For some of us, Friday will be Nigel Tufnel Day, since 11-11-11 seems a perfect time to honor the Spinal Tap guitarist famous for having amps that went to 11.
But for far more people, Friday will be Harry Potter Day.
Harry Potter and the Deathly Hallows -- Part 2, the eighth and final film in the series of screen adaptations of J.K. Rowling's novels, will make its way to video Friday.
That same day, Warner Home Video will release a set of all eight Potter films, although it appears that will be a bare-bones set of the movies without the extensive extras that have accompanied some individual releases.
Deathly Hallows 2 will be offered as a single, standard DVD ($28.98) and in a combo pack with the high-definition Blu-ray, the standard DVD, and a digital copy ($35.99). There also will be various gift-set packages, including one with both of the Deathly Hallows films in a collectible case ($44.99).
Extras on the single DVD will include deleted scenes. The Blu-ray will add a conversation with Rowling and Daniel Radcliffe, who played Harry in the films; a piece on the movie's goblins, from casting through makeup; a making-of piece; and a look at the women of Harry Potter.

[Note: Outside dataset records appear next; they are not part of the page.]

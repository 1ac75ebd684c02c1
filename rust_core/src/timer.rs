//! Cancellable one-shot timers for a single-threaded event loop
//!
//! Timers are plain data: a deadline plus a key. Nothing sleeps here. The
//! driver asks for `next_deadline()`, sleeps until then, and pops whatever
//! is due. Cancelling removes the entry, so a cancelled timer can never fire.

use std::collections::BTreeMap;
use tokio::time::Instant;

/// Handle to a scheduled timer; ordering is (deadline, schedule order)
#[derive(Debug, Clone, Copy, PartialEq, Eq, Hash, PartialOrd, Ord)]
pub struct TimerHandle {
    deadline: Instant,
    seq: u64,
}

impl TimerHandle {
    pub fn deadline(&self) -> Instant {
        self.deadline
    }
}

#[derive(Debug)]
pub struct TimerQueue<K> {
    entries: BTreeMap<TimerHandle, K>,
    next_seq: u64,
}

impl<K> Default for TimerQueue<K> {
    fn default() -> Self {
        Self {
            entries: BTreeMap::new(),
            next_seq: 0,
        }
    }
}

impl<K> TimerQueue<K> {
    pub fn new() -> Self {
        Self::default()
    }

    pub fn schedule(&mut self, deadline: Instant, key: K) -> TimerHandle {
        let handle = TimerHandle {
            deadline,
            seq: self.next_seq,
        };
        self.next_seq += 1;
        self.entries.insert(handle, key);
        handle
    }

    /// Remove a timer. `None` means it already fired or was cancelled.
    pub fn cancel(&mut self, handle: TimerHandle) -> Option<K> {
        self.entries.remove(&handle)
    }

    pub fn next_deadline(&self) -> Option<Instant> {
        self.entries.keys().next().map(|h| h.deadline)
    }

    /// Pop the earliest timer whose deadline is at or before `now`
    pub fn pop_due(&mut self, now: Instant) -> Option<(TimerHandle, K)> {
        let handle = *self.entries.keys().next()?;
        if handle.deadline > now {
            return None;
        }
        self.entries.remove(&handle).map(|key| (handle, key))
    }

    pub fn len(&self) -> usize {
        self.entries.len()
    }

    pub fn is_empty(&self) -> bool {
        self.entries.is_empty()
    }

    /// Cancel everything, returning how many timers were dropped
    pub fn clear(&mut self) -> usize {
        let dropped = self.entries.len();
        self.entries.clear();
        dropped
    }
}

As I said when the movie hit theaters, it does exactly what fans of the books should expect. It offers a respectful and precise rendering of the last part of the final novel, right down to the book's coda. It has some marvelous performances, particularly by Alan Rickman as Severus Snape and Ralph Fiennes as Voldemort, and impressive, effects-laden sequences.

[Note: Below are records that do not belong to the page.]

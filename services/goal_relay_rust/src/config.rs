//! Environment loading for the goal relay
//!
//! Every engine knob has a default matching the engine's own defaults. A
//! value that is present but malformed is a startup error, never ignored.

use anyhow::{anyhow, Context, Result};
use puckwatch_core::config::{
    clamp_broadcast_delay, secs_to_duration, DEFAULT_GOAL_COALESCE_SECS, DEFAULT_PENALTY_COALESCE_SECS,
    DEFAULT_SUPPRESS_SECS,
};
use puckwatch_core::EngineConfig;
use std::env;
use std::time::Duration;

/// Default heartbeat interval in seconds
pub const DEFAULT_HEARTBEAT_INTERVAL_SECS: u64 = 30;

#[derive(Debug, Clone)]
pub struct RelayConfig {
    pub engine: EngineConfig,
    pub heartbeat_interval: Duration,
}

impl RelayConfig {
    pub fn from_env() -> Result<Self> {
        Self::from_lookup(|key| env::var(key).ok())
    }

    /// Build from any key lookup (the process environment in production)
    pub fn from_lookup<F>(lookup: F) -> Result<Self>
    where
        F: Fn(&str) -> Option<String>,
    {
        let tracked_team = lookup("TRACKED_TEAM")
            .map(|v| v.trim().to_uppercase())
            .filter(|v| !v.is_empty());

        let goal_coalesce = parse_secs(&lookup, "GOAL_COALESCE_SECS", DEFAULT_GOAL_COALESCE_SECS)?;
        let penalty_coalesce =
            parse_secs(&lookup, "PENALTY_COALESCE_SECS", DEFAULT_PENALTY_COALESCE_SECS)?;
        let suppress_window = parse_secs(&lookup, "SUPPRESS_SECS", DEFAULT_SUPPRESS_SECS)?;

        let broadcast_raw = parse_f64(&lookup, "BROADCAST_DELAY_SECS", 0.0)?;
        let broadcast_delay = clamp_broadcast_delay(broadcast_raw);

        let win_requires_home = parse_bool(&lookup, "WIN_REQUIRES_HOME", true)?;
        let emit_opponent_goals = parse_bool(&lookup, "EMIT_OPPONENT_GOALS", true)?;

        let heartbeat_interval = Duration::from_secs(
            parse_f64(
                &lookup,
                "HEARTBEAT_INTERVAL_SECS",
                DEFAULT_HEARTBEAT_INTERVAL_SECS as f64,
            )?
            .max(1.0) as u64,
        );

        Ok(Self {
            engine: EngineConfig {
                tracked_team,
                goal_coalesce,
                penalty_coalesce,
                suppress_window,
                broadcast_delay,
                win_requires_home,
                emit_opponent_goals,
            },
            heartbeat_interval,
        })
    }
}

fn parse_f64<F>(lookup: &F, key: &str, default: f64) -> Result<f64>
where
    F: Fn(&str) -> Option<String>,
{
    match lookup(key) {
        None => Ok(default),
        Some(raw) if raw.trim().is_empty() => Ok(default),
        Some(raw) => {
            let value = raw
                .trim()
                .parse::<f64>()
                .with_context(|| format!("Invalid {key}: {raw} (expected seconds)"))?;
            if !value.is_finite() {
                return Err(anyhow!("Invalid {key}: {raw} (expected a finite number)"));
            }
            Ok(value)
        }
    }
}

/// Non-negative duration in (fractional) seconds
fn parse_secs<F>(lookup: &F, key: &str, default: f64) -> Result<Duration>
where
    F: Fn(&str) -> Option<String>,
{
    let value = parse_f64(lookup, key, default)?;
    if value < 0.0 {
        return Err(anyhow!("Invalid {key}: {value} (must not be negative)"));
    }
    Ok(secs_to_duration(value))
}

fn parse_bool<F>(lookup: &F, key: &str, default: bool) -> Result<bool>
where
    F: Fn(&str) -> Option<String>,
{
    let raw = match lookup(key) {
        Some(raw) if !raw.trim().is_empty() => raw,
        _ => return Ok(default),
    };
    match raw.trim().to_lowercase().as_str() {
        "1" | "true" | "yes" | "y" | "on" => Ok(true),
        "0" | "false" | "no" | "n" | "off" => Ok(false),
        other => Err(anyhow!("Invalid {key}: {other} (expected true|false)")),
    }
}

But the movie suffers at times from flaws in Rowling's book, notably a long, talky stretch late in the film. There are a couple of romantic cliches that break the rhythm of grander moments -- as if to say that disaster and carnage are bound to make adolescents excited in other ways. As much as I loved parts of it, at the end of Deathly Hallows 2 I felt more respect than exhilaration; while the movie ably replicates the book, it does not quite transcend it.

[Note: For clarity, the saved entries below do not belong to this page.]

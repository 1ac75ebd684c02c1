//! Outbound domain events
//!
//! Every record is self-describing (teams, score, period/time) because
//! dispatch order follows each event's own delay, not observation order.

use super::TeamInfo;
use chrono::{DateTime, Utc};
use serde::{Deserialize, Serialize};
use uuid::Uuid;

/// Fields common to every outbound record
#[derive(Debug, Clone, PartialEq, Serialize, Deserialize)]
pub struct EventHeader {
    pub dispatch_id: Uuid,
    pub game_id: String,
    pub my_team: TeamInfo,
    pub opp_team: TeamInfo,
    pub my_score: u16,
    pub opp_score: u16,
    pub is_home: bool,
    pub emitted_at: DateTime<Utc>,
}

/// Which engine path produced a goal
#[derive(Debug, Clone, Copy, PartialEq, Eq, Serialize, Deserialize)]
#[serde(rename_all = "snake_case")]
pub enum DispatchPath {
    /// Identified event, coalesced by event id
    Coalesced,
    /// Inferred from a score increase with no event id
    Scoreboard,
}

#[derive(Debug, Clone, PartialEq, Serialize, Deserialize)]
pub struct GoalRecord {
    #[serde(flatten)]
    pub header: EventHeader,
    pub event_id: Option<String>,
    pub scorer: String,
    pub assists: Vec<String>,
    pub shot_type: Option<String>,
    pub strength: Option<String>,
    pub period_ord: Option<String>,
    pub time: Option<String>,
    /// True when the goal side came from the resolver's fallback default
    pub side_assumed: bool,
    pub path: DispatchPath,
}

#[derive(Debug, Clone, PartialEq, Serialize, Deserialize)]
pub struct PenaltyRecord {
    #[serde(flatten)]
    pub header: EventHeader,
    pub event_id: String,
    pub team_abbrev: Option<String>,
    pub player: String,
    pub infraction: String,
    pub minutes: Option<u8>,
    pub drawn_by: Option<String>,
    pub served_by: Option<String>,
    pub result: Option<String>,
    pub period_ord: Option<String>,
    pub time: Option<String>,
}

#[derive(Debug, Clone, PartialEq, Serialize, Deserialize)]
pub struct WinRecord {
    #[serde(flatten)]
    pub header: EventHeader,
}

#[derive(Debug, Clone, PartialEq, Serialize, Deserialize)]
pub struct StartRecord {
    #[serde(flatten)]
    pub header: EventHeader,
    pub time_remaining: Option<String>,
}

#[derive(Debug, Clone, PartialEq, Serialize, Deserialize)]
#[serde(tag = "type", rename_all = "snake_case")]
pub enum GameEvent {
    GoalEvent(GoalRecord),
    OpponentGoalEvent(GoalRecord),
    PenaltyEvent(PenaltyRecord),
    TeamWinEvent(WinRecord),
    GameStartEvent(StartRecord),
}

impl GameEvent {
    pub fn name(&self) -> &'static str {
        match self {
            GameEvent::GoalEvent(_) => "goal_event",
            GameEvent::OpponentGoalEvent(_) => "opponent_goal_event",
            GameEvent::PenaltyEvent(_) => "penalty_event",
            GameEvent::TeamWinEvent(_) => "team_win_event",
            GameEvent::GameStartEvent(_) => "game_start_event",
        }
    }

    pub fn header(&self) -> &EventHeader {
        match self {
            GameEvent::GoalEvent(r) | GameEvent::OpponentGoalEvent(r) => &r.header,
            GameEvent::PenaltyEvent(r) => &r.header,
            GameEvent::TeamWinEvent(r) => &r.header,
            GameEvent::GameStartEvent(r) => &r.header,
        }
    }

    pub fn as_goal(&self) -> Option<&GoalRecord> {
        match self {
            GameEvent::GoalEvent(r) | GameEvent::OpponentGoalEvent(r) => Some(r),
            _ => None,
        }
    }
}

#[cfg(test)]
mod tests {
    use super::*;

    fn header() -> EventHeader {
        EventHeader {
            dispatch_id: Uuid::new_v4(),
            game_id: "g1".to_string(),
            my_team: TeamInfo::new("TOR", "Toronto Maple Leafs"),
            opp_team: TeamInfo::new("BOS", "Boston Bruins"),
            my_score: 3,
            opp_score: 2,
            is_home: true,
            emitted_at: Utc::now(),
        }
    }

    #[test]
    fn test_serializes_flat_with_type_tag() {
        let event = GameEvent::TeamWinEvent(WinRecord { header: header() });
        let json = serde_json::to_value(&event).unwrap();

        assert_eq!(json["type"], "team_win_event");
        assert_eq!(json["game_id"], "g1");
        assert_eq!(json["my_score"], 3);
        assert_eq!(json["my_team"]["abbrev"], "TOR");
        assert_eq!(event.name(), "team_win_event");
    }

    #[test]
    fn test_goal_accessor() {
        let record = GoalRecord {
            header: header(),
            event_id: Some("55".to_string()),
            scorer: "Auston Matthews".to_string(),
            assists: vec![],
            shot_type: None,
            strength: None,
            period_ord: Some("2nd".to_string()),
            time: Some("10:00".to_string()),
            side_assumed: false,
            path: DispatchPath::Coalesced,
        };
        let event = GameEvent::OpponentGoalEvent(record);
        assert_eq!(event.as_goal().map(|g| g.scorer.as_str()), Some("Auston Matthews"));
        assert_eq!(event.header().game_id, "g1");
        assert!(GameEvent::TeamWinEvent(WinRecord { header: header() }).as_goal().is_none());
    }
}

The complete movie collection, meanwhile, will be on standard DVD ($98.92) and Blu-ray ($139.99). And, as if Potter fans were not devoted enough already, Warner has tried to intensify interest by saying that "new shipments of all eight Harry Potter films on Blu-ray and DVD will cease on Dec. 29." But that might not mean this is the last time the films will be on video.
The Digital Bits Web site has reported that Warner "is planning a massive Complete Harry Potter re-issue in late 2012, and is trying to pump up demand for it." The 2012 set apparently will add bunches of extras. But, as Digital Bits said, "If you're among those few who haven't already purchased Potter on BD or DVD, and you want to dive in sooner rather than later, act before 12/29 or put your plans on hold for a year."
Other upcoming box sets include a repackaging of HBO's epic World War II dramas Band of Brothers and The Pacific in a single package adding a new documentary, He Has Seen War, featuring the real-life veteran survivors from the military teams portrayed in the two productions. It will retail for $159.98 on standard DVD and $199.99 on Blu-ray.
Then there is Mr. Magoo -- The Television Collection (1960-1977) (Shout! Factory, $79.97 standard DVD), 11 discs of animated series episodes and specials starring the nearsighted Magoo. It does not include his 1962 Christmas special, which is available separately.
On the Blu-ray side of things, new offerings include Blue Velvet (Fox, $24.99), David Lynch's eerie drama, with 50 minutes of never-before-seen footage as an extra, and the classic revisionist Western Little Big Man (CBS/Paramount, $24.99), which is also being reissued on DVD ($14.99).
Down video road: All 218 episodes of Smallville arrive in a complete-series DVD box on Nov. 29, the same day that the final season is released in a single-season set ... Paramount will re-release Tom Cruise's three Mission Impossible movies in new DVD and Blu-ray "extreme trilogy" collections on Dec. 6, in anticipation of the release of the fourth film in theaters. That will follow by a week the release of the 1988 TV revival of Mission: Impossible on DVD.